• EXERCISE PROMPT
When the word "archivo" shows up in a line of the data below, copy that whole line.

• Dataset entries
*** Begin section ***
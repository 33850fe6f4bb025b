use crate::status::{Estado, NivelPlazo};
use serde::{Deserialize, Serialize};
use std::collections::BTreeMap;

/// Fecha (`YYYY-MM-DD`) -> descripción. Días inhábiles además de los fines de semana.
pub type Festivos = BTreeMap<String, String>;

/// Festivos oficiales publicados por la autoridad, sembrados en un archivo de datos nuevo.
const FESTIVOS_OFICIALES: &[(&str, &str)] = &[
    ("2024-01-01", "Año Nuevo"),
    ("2024-02-05", "Día de la Constitución"),
    ("2024-03-18", "Natalicio de Benito Juárez"),
    ("2024-05-01", "Día del Trabajo"),
    ("2024-09-16", "Día de la Independencia"),
    ("2024-12-25", "Navidad"),
];

#[derive(Debug, Clone, Serialize, Deserialize)]
pub struct Empresa {
    pub id: u64,
    pub nombre: String,
    #[serde(default)]
    pub rfc: Option<String>,
    pub fecha_registro: String,
}

/// Caso de devolución. Todas las fechas son `YYYY-MM-DD` sin componente horario;
/// los campos derivados (días, estado, porcentaje) nunca se almacenan.
#[derive(Debug, Clone, Serialize, Deserialize)]
pub struct Devolucion {
    pub id: u64,
    pub empresa_id: u64,
    pub monto: f64,
    pub fecha_solicitud: String,
    pub fecha_periodo: String,
    pub fecha_limite: String,
    #[serde(default)]
    pub req1_notificacion: Option<String>,
    #[serde(default)]
    pub req1_respuesta: Option<String>,
    #[serde(default)]
    pub req2_notificacion: Option<String>,
    #[serde(default)]
    pub req2_respuesta: Option<String>,
}

#[derive(Debug, Clone, Serialize, Deserialize, Default)]
pub struct AppData {
    pub empresas: BTreeMap<u64, Empresa>,
    pub devoluciones: BTreeMap<u64, Devolucion>,
    #[serde(default)]
    pub festivos: Festivos,
}

impl AppData {
    /// Estado inicial para un archivo de datos inexistente: sin registros,
    /// con el calendario de festivos oficiales ya cargado.
    pub fn seeded() -> Self {
        let mut data = Self::default();
        for (fecha, descripcion) in FESTIVOS_OFICIALES {
            data.festivos
                .insert((*fecha).to_string(), (*descripcion).to_string());
        }
        data
    }

    pub fn siguiente_id_empresa(&self) -> u64 {
        self.empresas.keys().next_back().map_or(1, |id| id + 1)
    }

    pub fn siguiente_id_devolucion(&self) -> u64 {
        self.devoluciones.keys().next_back().map_or(1, |id| id + 1)
    }
}

#[derive(Debug, Deserialize)]
pub struct NuevaEmpresa {
    pub nombre: String,
    #[serde(default)]
    pub rfc: Option<String>,
}

#[derive(Debug, Deserialize)]
pub struct NuevaDevolucion {
    pub empresa: u64,
    pub monto: f64,
    pub fecha_periodo: String,
    /// Si se omite, se toma la fecha local del servidor.
    #[serde(default)]
    pub fecha_solicitud: Option<String>,
}

#[derive(Debug, Deserialize)]
pub struct NuevoRequerimiento {
    pub tipo: u8,
}

#[derive(Debug, Deserialize, Default)]
pub struct ActualizacionDevolucion {
    #[serde(default)]
    pub req1_respuesta: Option<String>,
    #[serde(default)]
    pub req2_respuesta: Option<String>,
}

#[derive(Debug, Serialize)]
pub struct MensajeResponse {
    pub message: String,
}

#[derive(Debug, Serialize)]
pub struct EmpresaCreada {
    pub id: u64,
    pub message: String,
}

#[derive(Debug, Serialize)]
pub struct DevolucionCreada {
    pub id: u64,
    pub fecha_limite: String,
    pub message: String,
}

#[derive(Debug, Serialize)]
pub struct RequerimientoRegistrado {
    pub message: String,
    pub fecha_notificacion: String,
    pub dias_para_responder: i64,
}

/// Renglón del listado: registro almacenado más los campos derivados del día.
#[derive(Debug, Serialize)]
pub struct DevolucionResumen {
    #[serde(flatten)]
    pub devolucion: Devolucion,
    pub dias_transcurridos: i64,
    pub dias_restantes: i64,
    pub estado: Estado,
    pub porcentaje_plazo: u8,
}

#[derive(Debug, Serialize)]
pub struct DevolucionDetalle {
    #[serde(flatten)]
    pub devolucion: Devolucion,
    pub dias_transcurridos: i64,
    pub dias_restantes: i64,
    pub estado: Estado,
    pub porcentaje_plazo: u8,
    pub nivel_plazo: NivelPlazo,
    pub en_pausa: bool,
    pub pausa_actual: Option<&'static str>,
    pub dias_para_solventar: Option<i64>,
}

#[derive(Debug, Serialize)]
pub struct EventoCalendario {
    pub id: String,
    pub fecha_solicitud: String,
    pub fecha_limite: String,
    pub estado: String,
    pub tipo: &'static str,
}

#[derive(Debug, Serialize)]
pub struct Notificacion {
    pub titulo: String,
    pub mensaje: String,
    pub fecha: String,
    pub urgente: bool,
}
*** End section ***
• ANSWER BELOW
/// Festivos oficiales publicados por la autoridad, sembrados en un archivo de datos nuevo.
    /// Estado inicial para un archivo de datos inexistente: sin registros,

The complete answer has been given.